I should probably make clear that Hartford Street Zen Center is the queer zen center in San Francisco; it's half a block from Castro Street; it was founded by a former drag queen/party boy-turned-zen monk. And I say that not because I think it's wrong for a straight guy to be the practice leader or even to bring his girlfriend, but if he's going to be an arrogant, passive-aggressive straight man whose girlfriend is his attendant, he's going to seem a little out of place.
So he did all his prostrations and sat down. Silence in the place. There was quite a crowd: all four residents were there, along with me, Lucky, and a woman who's on the board, in addition to Andy Capp and Wilma. Silence for a good thirty minutes -- perhaps a little stiff, but it was okay with me. I was feeling angry at the guy, but I was also thinking, maybe this bozo has been sent here to teach me patience and forebearance. Maybe I need to just chill out.
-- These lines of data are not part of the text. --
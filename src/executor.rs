use std::future::Future;
use std::pin::Pin;
use std::time::Duration;

use leptos::leptos_dom::helpers::IntervalHandle;
use tracing::warn;

pub type LocalTask = Pin<Box<dyn Future<Output = ()>>>;

/// Where the dashboard runs its fetches and its refresh timer.
pub trait Executor {
    type Timer: ScheduledTimer;

    fn spawn(&self, task: LocalTask);

    fn every(&self, period: Duration, tick: Box<dyn Fn()>) -> Self::Timer;
}

pub trait ScheduledTimer {
    fn cancel(self);
}

#[derive(Debug, Clone, Copy, Default)]
pub struct BrowserExecutor;

pub struct BrowserTimer(Option<IntervalHandle>);

impl Executor for BrowserExecutor {
    type Timer = BrowserTimer;

    fn spawn(&self, task: LocalTask) {
        leptos::spawn_local(task);
    }

    fn every(&self, period: Duration, tick: Box<dyn Fn()>) -> BrowserTimer {
        match leptos::set_interval_with_handle(tick, period) {
            Ok(handle) => BrowserTimer(Some(handle)),
            Err(err) => {
                warn!("failed to schedule refresh timer: {err:?}");
                BrowserTimer(None)
            }
        }
    }
}

impl ScheduledTimer for BrowserTimer {
    fn cancel(self) {
        if let Some(handle) = self.0 {
            handle.clear();
        }
    }
}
I should give the guy another chance.
Then suddenly I hear the guy's voice. He's decided to throw in a little mini-... Well, I don't know what it was. He spoke some aphorism about how heaven and earth are separated by a "hair's breadth," and added, "Let your mind accord."
I'm sitting there thinking, Let my mind accord?? That's not even a verb.
Then he clammed up and we sat there for the remainder of the period. I reflected on his outburst. The only time I ever heard anyone speak during zazen was when John King announced the death of Philip Whalen. That was appropriate since Whalen was the former roshi of the temple. Compared to the gravity and drama of that morning, Y.'s blatt today was about as significant as a fortune cookie. Then to top it all off, after the service X. paraded out with him -- so pretentious! And they went upstairs and disappeared; down in the zendo the rest of us relaxed and chatted and met the new resident.
It's silly, of course, for me to let myself get so worked up about it. It's no skin off my nose if the guy wants to make nonsense pronouncements. But pretentiousness has always really pushed my buttons. I wonder what everyone else thinks.